Monthly Columns
 

Safe and friendly read-only chroot jails for FTP and WWW

Copyright © 1999 Ruffy von Wunderhund

FTP and WWW services are often the only legitimate public services exported by most security-conscious sites, so why don't they take measures to secure them? It seems to me that the BSD operating system provides us with many interesting system facilities to abuse in the name of security.

In this article, we examine the abuse of two such BSD Unix features (the ever-popular chroot() system call, and the proof-of-concept, namespace-mangling mount_null loopback filesystem) for the sake of security AND convenience.

Read-only, chroot'd FTP/WWW services are a good way to offer public information services with limited risk. Unfortunately, such setups are also of limited use (hard to update and maintain content), since changes to the read-only filesystem are usually a major PITA.

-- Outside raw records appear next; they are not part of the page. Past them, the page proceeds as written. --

//! Node kind enumeration.
//!
//! Defines the processing node kinds the picture-in-picture graph is built
//! from, together with the pads each kind exposes at creation time.

use crate::pipeline::pad::{MediaCaps, PadTemplate};

const DECODER_PADS: &[PadTemplate] = &[PadTemplate::input("sink", MediaCaps::VIDEO_ENCODED)];
const CONVERTER_PADS: &[PadTemplate] = &[
    PadTemplate::input("sink", MediaCaps::VIDEO_RAW),
    PadTemplate::output("src", MediaCaps::VIDEO_RAW),
];
const MIXER_PADS: &[PadTemplate] = &[PadTemplate::output("src", MediaCaps::VIDEO_RAW)];
const SINK_PADS: &[PadTemplate] = &[PadTemplate::input("sink", MediaCaps::VIDEO_RAW)];

/// Caps of the compositor's request inputs.
pub const MIXER_INPUT_CAPS: MediaCaps = MediaCaps::VIDEO_RAW;

/// Kinds of processing nodes in the graph.
#[derive(Debug, Clone, Copy, PartialEq, Eq, Hash)]
pub enum NodeKind {
    /// Resolves a URI and demuxes it; outputs appear once the container is parsed.
    Source,
    /// Decodes an encoded stream; outputs appear once the codec is known.
    Decoder,
    /// Converts raw video into a format the compositor accepts.
    Converter,
    /// Composites several raw video inputs into one frame.
    Mixer,
    /// Presents the composited output.
    Sink,
}

impl NodeKind {
    /// Get the display name for this node kind.
    pub fn display_name(&self) -> &'static str {
        match self {
            NodeKind::Source => "Source",
            NodeKind::Decoder => "Decoder",
            NodeKind::Converter => "Converter",
            NodeKind::Mixer => "Mixer",
            NodeKind::Sink => "Sink",
        }
    }

    /// Factory name the media framework knows this kind by.
    pub fn factory_name(&self) -> &'static str {
        match self {
            NodeKind::Source => "uridecodebin",
            NodeKind::Decoder => "decodebin",
            NodeKind::Converter => "videoconvert",
            NodeKind::Mixer => "compositor",
            NodeKind::Sink => "autovideosink",
        }
    }

    /// Get all node kinds.
    pub fn all() -> &'static [NodeKind] {
        &[
            NodeKind::Source,
            NodeKind::Decoder,
            NodeKind::Converter,
            NodeKind::Mixer,
            NodeKind::Sink,
        ]
    }

    /// Pads that exist from node creation.
    pub fn static_pads(&self) -> &'static [PadTemplate] {
        match self {
            NodeKind::Source => &[],
            NodeKind::Decoder => DECODER_PADS,
            NodeKind::Converter => CONVERTER_PADS,
            NodeKind::Mixer => MIXER_PADS,
            NodeKind::Sink => SINK_PADS,
        }
    }

    /// Whether nodes of this kind announce output pads after they start.
    pub fn has_dynamic_pads(&self) -> bool {
        matches!(self, NodeKind::Source | NodeKind::Decoder)
    }

    /// Whether nodes of this kind hand out input pads on request.
    pub fn has_request_pads(&self) -> bool {
        matches!(self, NodeKind::Mixer)
    }
}

impl std::fmt::Display for NodeKind {
    fn fmt(&self, f: &mut std::fmt::Formatter<'_>) -> std::fmt::Result {
        write!(f, "{}", self.display_name())
    }
}

#[cfg(test)]
mod tests {
    use super::*;
    use crate::pipeline::pad::PadDirection;

    #[test]
    fn test_only_producers_have_dynamic_pads() {
        let dynamic: Vec<_> = NodeKind::all()
            .iter()
            .filter(|k| k.has_dynamic_pads())
            .collect();
        assert_eq!(dynamic, vec![&NodeKind::Source, &NodeKind::Decoder]);
    }

    #[test]
    fn test_converter_has_both_directions() {
        let pads = NodeKind::Converter.static_pads();
        assert!(pads.iter().any(|p| p.direction == PadDirection::Input));
        assert!(pads.iter().any(|p| p.direction == PadDirection::Output));
    }

    #[test]
    fn test_source_starts_without_pads() {
        assert!(NodeKind::Source.static_pads().is_empty());
        assert_eq!(NodeKind::Source.factory_name(), "uridecodebin");
    }
}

However, thanks to the stackable VFS magic of BSD's mount_null(), we can have the best of both worlds - chroot'd, read-only public access, and open, read-write local modification. Here's how we do it:

1. Find FTP and WWW daemons that either support a chroot'd setup, or are easily hacked to do so. For ease, we'll go with the first option - OpenBSD's ftpd, and Acme Laboratories' thttpd:

http://www.openbsd.org/
http://www.acme.com/software/thttpd/

Otherwise, you'll have to modify your servers to open log files before they chroot(), and figure out what other dependencies they may have on writable files or directories.

2. Create a chroot area for these daemons, for example, /usr/jail/ftp and /usr/jail/www. The OpenBSD ftpd(8) manpage details a chroot'd anonymous FTP setup very nicely.

3. Create a mountpoint for the read-only image of this chroot area, the one in which your daemons will be jailed. Add a line to your /etc/fstab to do the null mount automatically at boot:

/usr/jail /jail null ro,nosuid 0 0

4. Make sure the 'ftp' and 'www' users your daemons will run as own NO files on the system, and that their home directories are the read-only path to the chroot area (e.g. ~ftp == /jail/ftp and ~www == /jail/www).

5. Set up your FTP and WWW configuration files to point to the read-only chroot area.

That's it. Start up your daemons, and start adding content to the read-write version of the chroot area (/usr/jail). Updates to the read-write /usr/jail tree will be immediately visible in the read-only /jail tree (thttpd has an mmap cache for static files, though, so those won't propagate as expected). You might want to set up user ~/public_ftp and ~/public_html symlinks to point to the appropriate /usr/jail directories as well.

Those with AFS experience might recognize this as a lame hack to implement read-only volumes.